There is nothing beyond that festering single-celled nucleus to define the zombie, and as a result they can only serve the one function-- cardboard target, even if they're presented as being more menacing in the abstract way and causing some kind of worldwide cataclysm that severs phone connections and downs power lines with its mere existence.

I never got that, either; why is it when zombies invade, suddenly the city looks like its been carpet bombed? There are usually craters and collapsed buildings and unchecked fires and damaged infrastructure.

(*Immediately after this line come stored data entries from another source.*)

pub const MAX_SLUG_LEN: usize = 200;

/// Derives a URL slug from a post title.
///
/// Lowercases and trims, drops everything that is not an ASCII letter,
/// digit, hyphen or whitespace, turns whitespace runs into single hyphens,
/// then collapses and trims hyphens. Idempotent.
pub fn generate_slug(title: &str) -> String {
    let mut slug = String::with_capacity(title.len());
    let mut pending_hyphen = false;

    for c in title.trim().chars().flat_map(char::to_lowercase) {
        if c.is_ascii_lowercase() || c.is_ascii_digit() {
            if pending_hyphen && !slug.is_empty() {
                slug.push('-');
            }
            pending_hyphen = false;
            slug.push(c);
        } else if c == '-' || c.is_whitespace() {
            pending_hyphen = true;
        }
    }

    slug
}

/// Mirrors what typing into the slug field yields: lowercase word
/// characters and hyphens only. Stored slugs still go through
/// [`generate_slug`].
pub fn sanitize_slug_input(raw: &str) -> String {
    raw.chars()
        .flat_map(char::to_lowercase)
        .filter(|c| c.is_ascii_alphanumeric() || *c == '_' || *c == '-')
        .collect()
}

pub fn validate_slug(slug: &str) -> bool {
    if slug.is_empty() || slug.len() > MAX_SLUG_LEN {
        return false;
    }
    if slug.starts_with('-') || slug.ends_with('-') {
        return false;
    }
    slug.chars()
        .all(|c| c.is_ascii_lowercase() || c.is_ascii_digit() || c == '-')
}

I know it's supposed to suggest collateral damage from people suddenly going all funny in the head during whatever important industrial task they were engaged in at the time, but you'd think the shambling hordes all received C4 charges as free gifts instantly upon zombification.

In conclusion, I'm tired of zombies, but more than that, I'm tired of ready-made slaughterable throngs of uniform bad guys that exist only to get killed with chainsaws duct-taped to lawnmowers or make an implausibly oversized mess for less dead characters to try and worm their way out of through trench camaraderie and the plundering of shopping malls.

And don't even get me started on warrior races.